## What is expected
In the records that follow, find each line containing "sender" and copy it.

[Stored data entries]
* * *
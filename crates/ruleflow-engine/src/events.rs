//! Run event system for observability.
//!
//! Emits [`JobEvent`]s via a [`tokio::sync::broadcast`] channel so observers
//! (progress printers, tests, report writers) can follow a run without
//! coupling to the scheduler.

use serde::{Deserialize, Serialize};

/// Events emitted while a run executes.
#[derive(Debug, Clone, Serialize, Deserialize)]
pub enum JobEvent {
    RunStarted {
        run_id: String,
        job_count: usize,
        to_run: usize,
        capacity: usize,
    },
    RunCompleted {
        run_id: String,
        succeeded: usize,
        failed: usize,
        duration_ms: u64,
    },
    JobStarted {
        job: String,
        rule: String,
        threads: usize,
    },
    JobSucceeded {
        job: String,
        duration_ms: u64,
    },
    JobFailed {
        job: String,
        reason: String,
    },
    JobSkipped {
        job: String,
    },
    JobUpstreamFailed {
        job: String,
        root_cause: String,
    },
    TempDeleted {
        path: String,
    },
}

/// Event emitter wrapping a broadcast sender.
#[derive(Clone)]
pub struct EventEmitter {
    sender: tokio::sync::broadcast::Sender<JobEvent>,
}

impl EventEmitter {
    pub fn new(capacity: usize) -> Self {
        let (sender, _) = tokio::sync::broadcast::channel(capacity);
        Self { sender }
    }

    /// Send to all current subscribers; dropped when there are none.
    pub fn emit(&self, event: JobEvent) {
        let _ = self.sender.send(event);
    }

    pub fn subscribe(&self) -> tokio::sync::broadcast::Receiver<JobEvent> {
        self.sender.subscribe()
    }
}

impl Default for EventEmitter {
    fn default() -> Self {
        Self::new(1024)
    }
}
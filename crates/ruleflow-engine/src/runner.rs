//! Command runners.
//!
//! The scheduler hands each job to a [`CommandRunner`]. [`ShellRunner`] runs
//! the rendered command under `bash` in its own process group; tests plug in
//! their own runners.

use std::path::PathBuf;
use std::process::Stdio;
use std::sync::Arc;
use std::time::Duration;

use async_trait::async_trait;
use ruleflow_types::{JobOutcome, Result};
use tokio::io::AsyncReadExt;

use crate::job::{Job, JobId};

/// Bytes of captured stderr kept when the job has no log file.
const STDERR_TAIL_BYTES: usize = 4096;

/// Everything a runner needs to execute one job.
#[derive(Debug, Clone)]
pub struct RunRequest {
    pub job: JobId,
    pub label: String,
    pub rule: String,
    pub command: String,
    pub outputs: Vec<String>,
    pub log: Option<String>,
    pub threads: usize,
    pub timeout: Option<Duration>,
}

impl RunRequest {
    /// `None` for jobs without a command.
    pub fn for_job(job: &Job) -> Option<Self> {
        let command = job.command.clone()?;
        Some(Self {
            job: job.id,
            label: job.label(),
            rule: job.rule.clone(),
            command,
            outputs: job.outputs.iter().map(|o| o.path.clone()).collect(),
            log: job.log.clone(),
            threads: job.threads,
            timeout: job.timeout,
        })
    }
}

/// Executes a job's command.
///
/// Command failures are reported in the returned [`JobOutcome`]. An `Err` is
/// reserved for the runner itself breaking and is treated as a job failure.
#[async_trait]
pub trait CommandRunner: Send + Sync {
    async fn run(&self, request: &RunRequest) -> Result<JobOutcome>;
}

pub type DynRunner = Arc<dyn CommandRunner>;

pub struct ShellRunner {
    workdir: PathBuf,
    shell: String,
    kill_grace: Duration,
}

impl ShellRunner {
    pub fn new(workdir: impl Into<PathBuf>) -> Self {
        Self {
            workdir: workdir.into(),
            shell: "bash".to_string(),
            kill_grace: Duration::from_secs(2),
        }
    }

    pub fn with_shell(mut self, shell: impl Into<String>) -> Self {
        self.shell = shell.into();
        self
    }

    fn open_log(&self, log: &str) -> std::io::Result<std::fs::File> {
        let path = self.workdir.join(log);
        if let Some(parent) = path.parent() {
            std::fs::create_dir_all(parent)?;
        }
        std::fs::OpenOptions::new().create(true).append(true).open(path)
    }
}

/// Keep the last `max` bytes of `text`, cut at a char boundary.
fn tail(text: &str, max: usize) -> String {
    if text.len() <= max {
        return text.to_string();
    }
    let mut start = text.len() - max;
    while !text.is_char_boundary(start) {
        start += 1;
    }
    format!("...(truncated){}", &text[start..])
}

#[async_trait]
impl CommandRunner for ShellRunner {
    async fn run(&self, request: &RunRequest) -> Result<JobOutcome> {
        let start = tokio::time::Instant::now();

        let mut cmd = tokio::process::Command::new(&self.shell);
        cmd.arg("-c")
            .arg(format!("set -euo pipefail; {}", request.command))
            .current_dir(&self.workdir)
            .stdin(Stdio::null())
            .stdout(Stdio::inherit());

        match &request.log {
            Some(log) => match self.open_log(log) {
                Ok(file) => {
                    cmd.stderr(Stdio::from(file));
                }
                Err(e) => {
                    return Ok(JobOutcome::fail(format!("cannot open log '{log}': {e}")));
                }
            },
            None => {
                cmd.stderr(Stdio::piped());
            }
        }

        #[cfg(unix)]
        {
            cmd.process_group(0);
        }

        tracing::debug!(job = %request.label, command = %request.command, "Spawning command");

        let mut child = match cmd.spawn() {
            Ok(child) => child,
            Err(e) => {
                return Ok(JobOutcome::fail(format!(
                    "failed to spawn '{}': {e}",
                    self.shell
                )))
            }
        };

        // Drain stderr concurrently so a chatty command never blocks on the pipe.
        let stderr_reader = child.stderr.take().map(|mut stderr| {
            tokio::spawn(async move {
                let mut buf = Vec::new();
                let _ = stderr.read_to_end(&mut buf).await;
                buf
            })
        });

        let status = match request.timeout {
            Some(limit) => {
                tokio::select! {
                    status = child.wait() => Some(status?),
                    _ = tokio::time::sleep(limit) => {
                        #[cfg(unix)]
                        {
                            let group = child.id().map(|pid| -(pid as i32));
                            if let Some(group) = group {
                                // SAFETY: signalling our own child's process group.
                                unsafe { libc::kill(group, libc::SIGTERM); }
                            }
                            tokio::select! {
                                _ = child.wait() => {}
                                _ = tokio::time::sleep(self.kill_grace) => {}
                            }
                            // Members that ignored SIGTERM would hold the stderr pipe open.
                            if let Some(group) = group {
                                // SAFETY: as above; ESRCH once the group is gone.
                                unsafe { libc::kill(group, libc::SIGKILL); }
                            }
                            let _ = child.wait().await;
                        }
                        #[cfg(not(unix))]
                        {
                            let _ = child.kill().await;
                        }
                        None
                    }
                }
            }
            None => Some(child.wait().await?),
        };

        let stderr = match stderr_reader {
            Some(handle) => {
                let bytes = handle.await.unwrap_or_default();
                tail(&String::from_utf8_lossy(&bytes), STDERR_TAIL_BYTES)
            }
            None => String::new(),
        };
        let duration_ms = start.elapsed().as_millis() as u64;

        let outcome = match status {
            None => {
                let limit = request.timeout.unwrap_or_default();
                JobOutcome::fail(format!("timed out after {limit:?}"))
            }
            Some(status) if status.success() => JobOutcome::success(),
            Some(status) => match status.code() {
                Some(code) => JobOutcome::fail(format!("exit status {code}")).with_exit_code(code),
                None => JobOutcome::fail("terminated by signal"),
            },
        };

        tracing::debug!(
            job = %request.label,
            success = outcome.is_success(),
            duration_ms,
            "Command finished"
        );

        Ok(outcome.with_duration_ms(duration_ms).with_stderr_tail(stderr))
    }
}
* * *
## Exercise response
/// Event emitter wrapping a broadcast sender.
    sender: tokio::sync::broadcast::Sender<JobEvent>,
        let (sender, _) = tokio::sync::broadcast::channel(capacity);
        Self { sender }
        let _ = self.sender.send(event);
        self.sender.subscribe()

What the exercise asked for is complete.